▶ [RECORDS FOR THIS EXERCISE]
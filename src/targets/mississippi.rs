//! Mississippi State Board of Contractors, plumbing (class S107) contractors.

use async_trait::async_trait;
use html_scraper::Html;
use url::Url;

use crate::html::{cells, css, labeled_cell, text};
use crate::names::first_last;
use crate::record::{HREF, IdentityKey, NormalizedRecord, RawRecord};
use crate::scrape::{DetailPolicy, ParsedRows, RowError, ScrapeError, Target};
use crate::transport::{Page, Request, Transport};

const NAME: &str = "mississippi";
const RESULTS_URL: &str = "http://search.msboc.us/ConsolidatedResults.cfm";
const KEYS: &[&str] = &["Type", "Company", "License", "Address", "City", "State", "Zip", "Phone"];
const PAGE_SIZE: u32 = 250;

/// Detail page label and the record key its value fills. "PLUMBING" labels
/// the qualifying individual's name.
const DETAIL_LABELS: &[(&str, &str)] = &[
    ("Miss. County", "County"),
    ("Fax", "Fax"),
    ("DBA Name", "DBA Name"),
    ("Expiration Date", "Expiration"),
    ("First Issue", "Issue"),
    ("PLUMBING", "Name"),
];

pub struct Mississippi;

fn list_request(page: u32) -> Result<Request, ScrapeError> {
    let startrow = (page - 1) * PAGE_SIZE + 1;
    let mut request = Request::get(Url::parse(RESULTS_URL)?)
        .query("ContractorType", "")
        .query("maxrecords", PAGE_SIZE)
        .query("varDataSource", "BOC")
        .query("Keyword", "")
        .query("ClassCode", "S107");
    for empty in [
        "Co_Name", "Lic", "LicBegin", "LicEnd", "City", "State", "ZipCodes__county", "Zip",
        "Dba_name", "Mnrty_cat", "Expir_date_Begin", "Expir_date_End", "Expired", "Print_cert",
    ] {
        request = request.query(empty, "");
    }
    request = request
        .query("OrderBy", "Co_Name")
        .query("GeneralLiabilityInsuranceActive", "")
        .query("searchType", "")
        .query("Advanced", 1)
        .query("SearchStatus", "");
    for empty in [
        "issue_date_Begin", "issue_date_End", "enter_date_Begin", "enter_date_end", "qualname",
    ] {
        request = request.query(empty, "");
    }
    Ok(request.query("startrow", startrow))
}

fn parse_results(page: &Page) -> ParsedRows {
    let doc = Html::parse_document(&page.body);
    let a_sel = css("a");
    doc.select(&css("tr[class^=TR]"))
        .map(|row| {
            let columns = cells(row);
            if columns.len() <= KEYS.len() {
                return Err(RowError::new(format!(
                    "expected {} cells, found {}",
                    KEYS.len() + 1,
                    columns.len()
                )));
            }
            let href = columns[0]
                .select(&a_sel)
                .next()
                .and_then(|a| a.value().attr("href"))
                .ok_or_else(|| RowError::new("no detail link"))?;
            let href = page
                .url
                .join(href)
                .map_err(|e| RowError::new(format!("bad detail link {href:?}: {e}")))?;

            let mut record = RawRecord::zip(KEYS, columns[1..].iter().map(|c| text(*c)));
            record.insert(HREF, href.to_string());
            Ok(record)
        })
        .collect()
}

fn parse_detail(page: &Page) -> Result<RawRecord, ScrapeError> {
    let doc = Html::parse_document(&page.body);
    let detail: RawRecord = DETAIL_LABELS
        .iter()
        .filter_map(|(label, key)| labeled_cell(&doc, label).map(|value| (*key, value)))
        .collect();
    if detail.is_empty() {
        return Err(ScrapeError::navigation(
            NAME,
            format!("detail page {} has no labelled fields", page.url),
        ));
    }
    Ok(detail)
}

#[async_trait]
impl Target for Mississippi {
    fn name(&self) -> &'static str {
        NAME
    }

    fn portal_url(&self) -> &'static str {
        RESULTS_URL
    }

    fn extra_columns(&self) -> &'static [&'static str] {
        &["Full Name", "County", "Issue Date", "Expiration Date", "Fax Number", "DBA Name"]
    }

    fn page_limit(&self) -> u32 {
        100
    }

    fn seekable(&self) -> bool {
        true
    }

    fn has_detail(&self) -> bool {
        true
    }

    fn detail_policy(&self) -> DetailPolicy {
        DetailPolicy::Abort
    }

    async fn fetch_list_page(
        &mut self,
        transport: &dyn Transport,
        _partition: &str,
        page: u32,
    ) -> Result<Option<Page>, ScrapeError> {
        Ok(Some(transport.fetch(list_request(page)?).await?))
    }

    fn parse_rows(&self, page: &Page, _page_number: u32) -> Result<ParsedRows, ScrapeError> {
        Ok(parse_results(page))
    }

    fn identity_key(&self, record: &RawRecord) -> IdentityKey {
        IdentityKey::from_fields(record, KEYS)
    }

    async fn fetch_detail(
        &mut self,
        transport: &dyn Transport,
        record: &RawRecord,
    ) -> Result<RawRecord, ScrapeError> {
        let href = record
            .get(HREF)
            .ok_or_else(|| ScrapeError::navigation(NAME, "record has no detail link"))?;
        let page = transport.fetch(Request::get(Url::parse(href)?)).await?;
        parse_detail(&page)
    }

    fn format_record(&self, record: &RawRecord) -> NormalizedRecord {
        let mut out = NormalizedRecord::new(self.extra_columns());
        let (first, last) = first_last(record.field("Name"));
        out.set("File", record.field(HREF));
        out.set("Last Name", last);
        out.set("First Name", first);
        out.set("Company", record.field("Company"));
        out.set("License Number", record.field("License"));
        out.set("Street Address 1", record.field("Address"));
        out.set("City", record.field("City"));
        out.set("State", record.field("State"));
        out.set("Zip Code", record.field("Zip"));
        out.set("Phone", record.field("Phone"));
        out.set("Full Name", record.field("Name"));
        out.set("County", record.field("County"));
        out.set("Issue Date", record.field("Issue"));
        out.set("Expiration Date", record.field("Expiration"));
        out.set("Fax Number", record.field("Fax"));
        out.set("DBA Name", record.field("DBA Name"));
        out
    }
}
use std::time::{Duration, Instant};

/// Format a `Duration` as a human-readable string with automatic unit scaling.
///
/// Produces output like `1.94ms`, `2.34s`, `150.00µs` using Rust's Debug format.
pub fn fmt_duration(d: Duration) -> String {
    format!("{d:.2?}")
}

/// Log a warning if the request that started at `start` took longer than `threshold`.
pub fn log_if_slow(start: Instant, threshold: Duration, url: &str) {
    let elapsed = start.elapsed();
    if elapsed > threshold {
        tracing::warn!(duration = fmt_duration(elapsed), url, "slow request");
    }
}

* * *

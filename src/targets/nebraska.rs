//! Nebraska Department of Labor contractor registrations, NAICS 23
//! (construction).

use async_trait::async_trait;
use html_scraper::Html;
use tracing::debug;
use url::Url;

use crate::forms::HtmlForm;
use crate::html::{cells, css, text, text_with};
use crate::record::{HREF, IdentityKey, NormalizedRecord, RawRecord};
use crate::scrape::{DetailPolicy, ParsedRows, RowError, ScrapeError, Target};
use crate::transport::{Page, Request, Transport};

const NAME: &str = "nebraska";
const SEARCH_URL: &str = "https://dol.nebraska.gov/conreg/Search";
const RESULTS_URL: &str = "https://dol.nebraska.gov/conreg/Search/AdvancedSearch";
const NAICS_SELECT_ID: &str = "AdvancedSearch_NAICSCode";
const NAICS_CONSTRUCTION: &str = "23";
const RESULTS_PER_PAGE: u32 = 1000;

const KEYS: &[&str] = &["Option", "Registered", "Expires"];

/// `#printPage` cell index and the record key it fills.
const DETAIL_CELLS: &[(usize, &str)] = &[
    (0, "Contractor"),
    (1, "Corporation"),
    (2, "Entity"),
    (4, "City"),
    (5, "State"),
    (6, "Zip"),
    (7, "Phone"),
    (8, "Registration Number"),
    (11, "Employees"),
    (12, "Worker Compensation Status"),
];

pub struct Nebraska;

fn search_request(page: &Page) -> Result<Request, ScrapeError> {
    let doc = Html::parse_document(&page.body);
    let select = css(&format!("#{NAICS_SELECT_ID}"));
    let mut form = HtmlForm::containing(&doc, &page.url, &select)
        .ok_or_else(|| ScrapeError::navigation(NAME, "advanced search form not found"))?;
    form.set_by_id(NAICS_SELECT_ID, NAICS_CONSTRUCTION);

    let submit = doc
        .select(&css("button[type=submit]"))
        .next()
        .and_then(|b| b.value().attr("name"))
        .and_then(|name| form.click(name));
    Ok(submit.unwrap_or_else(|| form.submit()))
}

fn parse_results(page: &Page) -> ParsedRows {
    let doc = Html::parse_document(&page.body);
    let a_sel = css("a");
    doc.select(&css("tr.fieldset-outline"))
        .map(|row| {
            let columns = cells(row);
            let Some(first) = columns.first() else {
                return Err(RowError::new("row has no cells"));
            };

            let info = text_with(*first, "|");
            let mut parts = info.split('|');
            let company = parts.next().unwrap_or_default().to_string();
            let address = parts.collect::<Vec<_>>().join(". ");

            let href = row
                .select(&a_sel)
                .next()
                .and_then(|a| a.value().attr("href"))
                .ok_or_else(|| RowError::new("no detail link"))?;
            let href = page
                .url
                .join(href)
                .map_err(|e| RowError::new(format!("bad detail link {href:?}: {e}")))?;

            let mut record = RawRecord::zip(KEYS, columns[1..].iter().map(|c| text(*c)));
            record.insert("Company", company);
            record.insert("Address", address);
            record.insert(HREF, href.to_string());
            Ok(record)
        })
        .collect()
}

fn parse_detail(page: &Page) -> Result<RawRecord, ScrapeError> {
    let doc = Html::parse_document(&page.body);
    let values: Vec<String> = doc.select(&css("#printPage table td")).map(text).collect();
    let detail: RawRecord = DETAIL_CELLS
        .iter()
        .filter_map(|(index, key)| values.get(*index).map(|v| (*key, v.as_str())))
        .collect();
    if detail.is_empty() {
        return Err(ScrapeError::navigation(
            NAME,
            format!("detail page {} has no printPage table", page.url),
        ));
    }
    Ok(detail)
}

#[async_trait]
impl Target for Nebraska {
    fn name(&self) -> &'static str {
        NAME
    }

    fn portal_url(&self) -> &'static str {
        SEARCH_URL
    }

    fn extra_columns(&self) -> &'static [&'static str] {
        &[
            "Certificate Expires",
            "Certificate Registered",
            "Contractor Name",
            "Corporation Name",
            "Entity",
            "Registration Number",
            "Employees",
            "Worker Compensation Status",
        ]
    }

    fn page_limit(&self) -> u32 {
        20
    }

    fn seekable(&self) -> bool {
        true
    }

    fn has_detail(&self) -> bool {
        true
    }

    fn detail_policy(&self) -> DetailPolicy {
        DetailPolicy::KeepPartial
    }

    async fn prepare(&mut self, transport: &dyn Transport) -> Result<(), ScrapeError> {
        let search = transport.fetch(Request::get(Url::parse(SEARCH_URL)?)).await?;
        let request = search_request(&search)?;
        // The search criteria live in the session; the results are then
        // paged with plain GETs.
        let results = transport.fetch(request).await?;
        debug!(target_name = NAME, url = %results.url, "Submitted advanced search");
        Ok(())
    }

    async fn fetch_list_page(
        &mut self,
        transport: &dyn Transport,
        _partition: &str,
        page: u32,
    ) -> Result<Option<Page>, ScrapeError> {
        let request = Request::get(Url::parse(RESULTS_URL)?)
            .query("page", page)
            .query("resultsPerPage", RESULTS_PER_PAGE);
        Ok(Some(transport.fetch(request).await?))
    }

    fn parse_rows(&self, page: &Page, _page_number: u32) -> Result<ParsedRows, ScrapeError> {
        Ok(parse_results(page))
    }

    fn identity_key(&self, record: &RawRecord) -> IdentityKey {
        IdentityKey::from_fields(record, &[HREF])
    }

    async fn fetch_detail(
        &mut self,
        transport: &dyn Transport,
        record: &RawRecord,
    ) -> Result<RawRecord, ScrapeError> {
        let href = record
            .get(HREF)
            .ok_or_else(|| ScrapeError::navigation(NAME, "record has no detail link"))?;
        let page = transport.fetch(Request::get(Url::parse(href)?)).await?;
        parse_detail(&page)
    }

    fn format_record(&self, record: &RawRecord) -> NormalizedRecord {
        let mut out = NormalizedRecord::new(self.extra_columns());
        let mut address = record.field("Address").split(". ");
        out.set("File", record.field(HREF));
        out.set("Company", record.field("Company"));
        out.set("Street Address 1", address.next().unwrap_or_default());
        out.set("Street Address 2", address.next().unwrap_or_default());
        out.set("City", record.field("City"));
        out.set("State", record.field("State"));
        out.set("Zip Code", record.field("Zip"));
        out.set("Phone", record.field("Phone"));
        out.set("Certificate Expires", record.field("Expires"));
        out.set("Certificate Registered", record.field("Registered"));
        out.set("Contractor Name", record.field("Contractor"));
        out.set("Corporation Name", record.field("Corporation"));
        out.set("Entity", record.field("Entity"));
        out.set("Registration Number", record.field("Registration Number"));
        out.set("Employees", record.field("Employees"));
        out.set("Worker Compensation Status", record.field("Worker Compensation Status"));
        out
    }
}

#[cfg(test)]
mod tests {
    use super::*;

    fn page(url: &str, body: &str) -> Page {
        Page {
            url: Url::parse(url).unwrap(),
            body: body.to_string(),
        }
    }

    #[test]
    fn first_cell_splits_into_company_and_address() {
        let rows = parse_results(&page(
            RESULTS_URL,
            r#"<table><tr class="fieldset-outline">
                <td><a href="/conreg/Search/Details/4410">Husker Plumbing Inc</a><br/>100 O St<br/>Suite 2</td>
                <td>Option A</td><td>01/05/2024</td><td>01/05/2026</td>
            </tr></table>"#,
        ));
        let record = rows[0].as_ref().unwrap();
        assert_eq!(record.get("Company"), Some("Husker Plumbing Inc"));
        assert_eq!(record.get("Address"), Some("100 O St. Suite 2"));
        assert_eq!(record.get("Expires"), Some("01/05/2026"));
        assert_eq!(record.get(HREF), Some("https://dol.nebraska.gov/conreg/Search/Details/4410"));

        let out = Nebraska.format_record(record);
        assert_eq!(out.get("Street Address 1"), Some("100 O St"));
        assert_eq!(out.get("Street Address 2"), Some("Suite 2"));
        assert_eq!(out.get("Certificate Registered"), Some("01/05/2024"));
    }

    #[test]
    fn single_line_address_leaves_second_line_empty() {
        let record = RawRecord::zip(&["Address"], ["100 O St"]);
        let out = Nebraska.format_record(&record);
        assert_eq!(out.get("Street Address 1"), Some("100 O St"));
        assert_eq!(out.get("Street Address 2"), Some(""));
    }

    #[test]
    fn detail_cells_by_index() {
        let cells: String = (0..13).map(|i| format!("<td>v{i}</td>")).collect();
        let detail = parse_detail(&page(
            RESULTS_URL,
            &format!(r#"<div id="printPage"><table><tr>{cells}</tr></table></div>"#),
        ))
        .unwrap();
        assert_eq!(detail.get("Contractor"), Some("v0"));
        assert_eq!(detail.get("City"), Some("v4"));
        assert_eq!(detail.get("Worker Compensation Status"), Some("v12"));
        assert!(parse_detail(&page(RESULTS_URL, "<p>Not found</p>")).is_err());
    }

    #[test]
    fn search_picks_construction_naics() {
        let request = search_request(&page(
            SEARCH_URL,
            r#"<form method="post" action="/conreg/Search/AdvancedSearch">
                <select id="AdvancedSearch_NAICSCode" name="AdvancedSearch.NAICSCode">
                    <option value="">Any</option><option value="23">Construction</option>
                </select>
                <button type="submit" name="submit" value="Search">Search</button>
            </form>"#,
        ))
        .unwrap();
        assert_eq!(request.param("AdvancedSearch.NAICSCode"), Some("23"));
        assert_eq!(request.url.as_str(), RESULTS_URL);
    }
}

▶ [WHAT IS REQUIRED] Your reply is to repeat, unchanged, the lines above running from the one with "filename src/targets/mississippi.rs" up to and including the one with "use crate::names::first_last;".

▶ [SOLUTION]
filename src/targets/mississippi.rs
//! Mississippi State Board of Contractors, plumbing (class S107) contractors.

use async_trait::async_trait;
use html_scraper::Html;
use url::Url;

use crate::html::{cells, css, labeled_cell, text};
use crate::names::first_last;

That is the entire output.